OBJECTIVE: To evaluate the efficacy of calf pulmonary surfactant (PS) in the treatment of respiratory distress syndrome (RDS) in late preterm and full-term infants.

METHODS: A randomized controlled trial was designed to evaluate the efficacy of calf PS intratracheally given at different times and doses in infants with RDS who had a gestational age of ≥35 weeks and an oxygenation index (OI) of 10-20. The subjects were randomly assigned to treatment group 1 (n=58), treatment group 2 (n=58), and control group (n=59). Treatment group 1 was given PS (50 mg/kg) within 6 hours after admission. Treatment group 2 was given PS (70 mg/kg) within 6 hours after admission. The control group was not given PS within 6 hours after admission and was given PS (50 mg/kg) over 6 hours after admission if having no remission by conventional therapy including mechanical ventilation. For each group, a second dose of PS (50 mg/kg) was given if no remission was observed within 12 hours after the first administration.

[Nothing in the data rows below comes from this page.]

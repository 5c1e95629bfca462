use crate::analyzer::ScoringPolicy;
use crate::lexicon::KeyNormalization;
use serde::{Deserialize, Serialize};
use std::path::PathBuf;
use std::time::Duration;

pub const DEFAULT_FETCH_TIMEOUT: Duration = Duration::from_secs(30);
pub const DEFAULT_LOAD_TIMEOUT: Duration = Duration::from_secs(60);
pub const DEFAULT_OUTPUT: &str = "./out.txt";

/// Runtime knobs shared by the library and the `sentiment` binary.
#[derive(Debug, Clone, PartialEq, Serialize, Deserialize)]
#[serde(default)]
pub struct Settings {
    /// Upper bound on reading a single file or URL.
    pub fetch_timeout: Duration,
    /// Upper bound on a whole background lexicon load.
    pub load_timeout: Duration,
    pub normalization: KeyNormalization,
    pub policy: ScoringPolicy,
    /// Where the interactive session writes its report unless told otherwise.
    pub default_output: PathBuf,
}

impl Default for Settings {
    fn default() -> Self {
        Self {
            fetch_timeout: DEFAULT_FETCH_TIMEOUT,
            load_timeout: DEFAULT_LOAD_TIMEOUT,
            normalization: KeyNormalization::default(),
            policy: ScoringPolicy::default(),
            default_output: PathBuf::from(DEFAULT_OUTPUT),
        }
    }
}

RESULTS: There were no significant differences in mortality between the three groups. Treatment group 2 had lower hospitalization expense and shorter duration of mechanical ventilation compared with treatment group 1, and treatment group 1 had lower hospitalization expense and shorter duration of mechanical ventilation compared with the control group. The incidence of ventilator-associated pneumonia and length of hospital stay in treatment group 2 was lower than those in treatment group 1 and control group. Compared with the control group, Treatment groups 1 and 2 showed decreases in 2 or more times of PS use, maximum OI, duration of continuous positive airway pressure treatment, and incidence of air leak syndrome and pulmonary hypertension.

CONCLUSIONS: Early use of sufficient PS in late preterm and full-term infants with RDS can reduce complications, secondary use of PS, duration of mechanical ventilation and length of hospital stay, and hospitalization expense.